Collected data entries
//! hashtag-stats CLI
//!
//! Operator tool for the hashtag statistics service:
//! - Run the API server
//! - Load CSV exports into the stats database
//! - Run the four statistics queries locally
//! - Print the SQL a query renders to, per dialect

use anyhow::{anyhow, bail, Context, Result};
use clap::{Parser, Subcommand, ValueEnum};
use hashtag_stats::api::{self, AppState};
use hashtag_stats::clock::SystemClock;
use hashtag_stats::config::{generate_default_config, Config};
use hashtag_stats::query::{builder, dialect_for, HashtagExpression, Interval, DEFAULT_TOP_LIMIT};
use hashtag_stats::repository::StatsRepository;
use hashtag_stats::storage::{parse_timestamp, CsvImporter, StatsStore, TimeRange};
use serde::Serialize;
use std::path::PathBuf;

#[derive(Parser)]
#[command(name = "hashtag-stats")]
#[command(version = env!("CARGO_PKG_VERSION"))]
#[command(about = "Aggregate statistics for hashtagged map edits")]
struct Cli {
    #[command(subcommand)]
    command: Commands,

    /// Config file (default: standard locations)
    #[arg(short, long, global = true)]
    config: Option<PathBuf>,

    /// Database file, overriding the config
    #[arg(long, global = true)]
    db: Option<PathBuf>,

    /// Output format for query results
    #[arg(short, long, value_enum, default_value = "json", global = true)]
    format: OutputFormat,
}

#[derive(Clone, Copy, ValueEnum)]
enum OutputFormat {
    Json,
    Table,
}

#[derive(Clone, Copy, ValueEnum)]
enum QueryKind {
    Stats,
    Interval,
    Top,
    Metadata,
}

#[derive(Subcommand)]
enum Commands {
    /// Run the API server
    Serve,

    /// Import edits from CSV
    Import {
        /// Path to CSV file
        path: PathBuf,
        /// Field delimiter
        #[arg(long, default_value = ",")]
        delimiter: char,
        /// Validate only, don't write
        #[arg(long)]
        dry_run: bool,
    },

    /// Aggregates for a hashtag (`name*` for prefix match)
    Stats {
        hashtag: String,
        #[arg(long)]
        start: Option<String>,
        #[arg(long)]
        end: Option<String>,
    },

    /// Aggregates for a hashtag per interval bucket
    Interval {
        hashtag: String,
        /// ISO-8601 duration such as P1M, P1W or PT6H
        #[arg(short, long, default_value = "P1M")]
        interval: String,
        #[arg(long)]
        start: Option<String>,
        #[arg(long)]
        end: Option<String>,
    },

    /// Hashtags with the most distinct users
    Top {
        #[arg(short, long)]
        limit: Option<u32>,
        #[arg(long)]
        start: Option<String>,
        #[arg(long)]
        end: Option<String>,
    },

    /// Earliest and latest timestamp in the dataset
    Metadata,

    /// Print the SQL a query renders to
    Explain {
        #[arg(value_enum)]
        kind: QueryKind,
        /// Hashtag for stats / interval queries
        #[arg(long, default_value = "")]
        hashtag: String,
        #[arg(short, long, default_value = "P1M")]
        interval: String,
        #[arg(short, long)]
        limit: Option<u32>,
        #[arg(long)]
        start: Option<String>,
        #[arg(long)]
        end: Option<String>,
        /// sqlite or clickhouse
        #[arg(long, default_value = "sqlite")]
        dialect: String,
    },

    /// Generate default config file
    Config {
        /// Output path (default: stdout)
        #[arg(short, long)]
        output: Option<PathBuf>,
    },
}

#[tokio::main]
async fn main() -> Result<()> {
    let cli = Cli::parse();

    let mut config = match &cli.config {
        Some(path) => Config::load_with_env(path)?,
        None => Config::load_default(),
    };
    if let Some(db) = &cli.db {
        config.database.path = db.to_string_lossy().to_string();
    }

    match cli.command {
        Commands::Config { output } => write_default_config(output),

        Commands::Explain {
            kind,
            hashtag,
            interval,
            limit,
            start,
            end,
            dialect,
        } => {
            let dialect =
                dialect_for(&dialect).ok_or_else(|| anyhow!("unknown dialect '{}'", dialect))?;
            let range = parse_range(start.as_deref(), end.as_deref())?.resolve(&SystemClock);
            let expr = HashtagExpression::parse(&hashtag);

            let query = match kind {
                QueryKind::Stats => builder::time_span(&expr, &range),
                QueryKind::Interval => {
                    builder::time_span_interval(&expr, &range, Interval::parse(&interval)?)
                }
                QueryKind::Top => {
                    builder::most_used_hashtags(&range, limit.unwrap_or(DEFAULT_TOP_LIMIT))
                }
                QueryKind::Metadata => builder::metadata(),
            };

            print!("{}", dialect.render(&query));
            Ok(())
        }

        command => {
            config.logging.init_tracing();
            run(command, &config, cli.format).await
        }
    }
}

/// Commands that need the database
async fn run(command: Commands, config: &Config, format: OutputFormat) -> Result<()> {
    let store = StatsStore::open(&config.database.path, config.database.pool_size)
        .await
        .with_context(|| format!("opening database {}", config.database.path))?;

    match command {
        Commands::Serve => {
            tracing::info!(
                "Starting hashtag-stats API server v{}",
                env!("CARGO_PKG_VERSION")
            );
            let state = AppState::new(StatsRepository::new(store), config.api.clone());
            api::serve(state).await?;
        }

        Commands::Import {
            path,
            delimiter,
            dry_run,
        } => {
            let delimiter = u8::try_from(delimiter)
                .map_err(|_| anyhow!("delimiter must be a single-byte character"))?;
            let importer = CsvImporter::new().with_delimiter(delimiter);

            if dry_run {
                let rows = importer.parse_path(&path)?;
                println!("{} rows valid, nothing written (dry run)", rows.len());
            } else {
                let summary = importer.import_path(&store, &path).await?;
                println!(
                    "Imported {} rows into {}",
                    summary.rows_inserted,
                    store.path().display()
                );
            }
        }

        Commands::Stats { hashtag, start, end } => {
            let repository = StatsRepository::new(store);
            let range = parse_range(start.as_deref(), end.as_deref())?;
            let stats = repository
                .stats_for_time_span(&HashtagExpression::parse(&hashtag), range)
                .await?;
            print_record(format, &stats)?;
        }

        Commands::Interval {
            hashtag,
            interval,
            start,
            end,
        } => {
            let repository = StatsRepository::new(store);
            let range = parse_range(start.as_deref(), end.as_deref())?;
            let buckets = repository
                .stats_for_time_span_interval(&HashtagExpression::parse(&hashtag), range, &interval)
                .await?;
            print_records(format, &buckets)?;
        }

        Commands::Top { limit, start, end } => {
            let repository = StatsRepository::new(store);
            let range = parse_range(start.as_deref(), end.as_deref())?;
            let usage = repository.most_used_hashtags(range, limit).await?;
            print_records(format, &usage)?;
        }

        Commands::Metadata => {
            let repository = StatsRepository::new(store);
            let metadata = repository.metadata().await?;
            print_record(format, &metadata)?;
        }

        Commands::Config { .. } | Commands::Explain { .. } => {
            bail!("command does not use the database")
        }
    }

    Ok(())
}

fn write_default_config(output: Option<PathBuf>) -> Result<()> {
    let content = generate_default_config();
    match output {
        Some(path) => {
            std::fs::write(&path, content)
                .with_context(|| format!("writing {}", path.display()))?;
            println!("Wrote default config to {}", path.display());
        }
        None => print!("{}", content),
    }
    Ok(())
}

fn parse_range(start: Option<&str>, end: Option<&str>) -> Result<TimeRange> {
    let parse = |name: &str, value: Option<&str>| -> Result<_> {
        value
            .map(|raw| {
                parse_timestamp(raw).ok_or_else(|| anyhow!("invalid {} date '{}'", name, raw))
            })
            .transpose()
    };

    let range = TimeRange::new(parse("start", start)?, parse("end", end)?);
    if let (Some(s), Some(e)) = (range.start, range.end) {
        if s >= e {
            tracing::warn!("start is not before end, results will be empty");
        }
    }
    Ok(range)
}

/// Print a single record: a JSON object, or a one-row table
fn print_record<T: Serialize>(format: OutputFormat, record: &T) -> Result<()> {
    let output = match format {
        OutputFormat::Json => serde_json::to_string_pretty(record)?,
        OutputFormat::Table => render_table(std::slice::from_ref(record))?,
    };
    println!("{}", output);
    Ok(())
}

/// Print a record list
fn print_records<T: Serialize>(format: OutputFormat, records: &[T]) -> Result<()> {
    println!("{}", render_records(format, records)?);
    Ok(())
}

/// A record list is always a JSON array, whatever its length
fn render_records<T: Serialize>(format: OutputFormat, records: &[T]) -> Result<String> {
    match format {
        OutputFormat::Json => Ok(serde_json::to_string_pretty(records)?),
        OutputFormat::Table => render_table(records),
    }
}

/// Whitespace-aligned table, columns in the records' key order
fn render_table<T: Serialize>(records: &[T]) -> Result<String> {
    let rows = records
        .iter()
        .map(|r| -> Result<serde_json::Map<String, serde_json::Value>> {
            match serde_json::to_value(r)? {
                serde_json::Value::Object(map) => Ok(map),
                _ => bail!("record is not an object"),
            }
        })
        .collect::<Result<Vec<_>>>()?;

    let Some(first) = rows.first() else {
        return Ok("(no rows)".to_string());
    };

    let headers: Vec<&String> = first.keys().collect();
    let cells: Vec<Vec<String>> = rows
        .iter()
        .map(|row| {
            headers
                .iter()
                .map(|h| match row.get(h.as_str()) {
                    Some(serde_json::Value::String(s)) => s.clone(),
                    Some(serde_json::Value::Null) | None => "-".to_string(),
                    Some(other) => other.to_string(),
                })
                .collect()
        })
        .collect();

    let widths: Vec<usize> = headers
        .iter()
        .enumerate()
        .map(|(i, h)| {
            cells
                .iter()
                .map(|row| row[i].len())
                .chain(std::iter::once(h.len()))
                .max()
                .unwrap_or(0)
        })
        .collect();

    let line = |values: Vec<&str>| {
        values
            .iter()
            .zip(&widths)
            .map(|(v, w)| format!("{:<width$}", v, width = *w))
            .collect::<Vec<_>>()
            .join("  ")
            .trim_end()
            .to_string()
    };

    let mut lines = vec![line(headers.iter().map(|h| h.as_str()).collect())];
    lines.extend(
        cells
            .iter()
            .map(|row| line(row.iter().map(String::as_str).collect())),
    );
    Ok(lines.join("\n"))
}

▶ Try it: What is needed is an exact copy of the entries above, from the first line through the line holding "for query results", with both of those lines kept; please give nothing else.

▶ Response below:
//! hashtag-stats CLI
//!
//! Operator tool for the hashtag statistics service:
//! - Run the API server
//! - Load CSV exports into the stats database
//! - Run the four statistics queries locally
//! - Print the SQL a query renders to, per dialect

use anyhow::{anyhow, bail, Context, Result};
use clap::{Parser, Subcommand, ValueEnum};
use hashtag_stats::api::{self, AppState};
use hashtag_stats::clock::SystemClock;
use hashtag_stats::config::{generate_default_config, Config};
use hashtag_stats::query::{builder, dialect_for, HashtagExpression, Interval, DEFAULT_TOP_LIMIT};
use hashtag_stats::repository::StatsRepository;
use hashtag_stats::storage::{parse_timestamp, CsvImporter, StatsStore, TimeRange};
use serde::Serialize;
use std::path::PathBuf;

#[derive(Parser)]
#[command(name = "hashtag-stats")]
#[command(version = env!("CARGO_PKG_VERSION"))]
#[command(about = "Aggregate statistics for hashtagged map edits")]
struct Cli {
    #[command(subcommand)]
    command: Commands,

    /// Config file (default: standard locations)
    #[arg(short, long, global = true)]
    config: Option<PathBuf>,

    /// Database file, overriding the config
    #[arg(long, global = true)]
    db: Option<PathBuf>,

    /// Output format for query results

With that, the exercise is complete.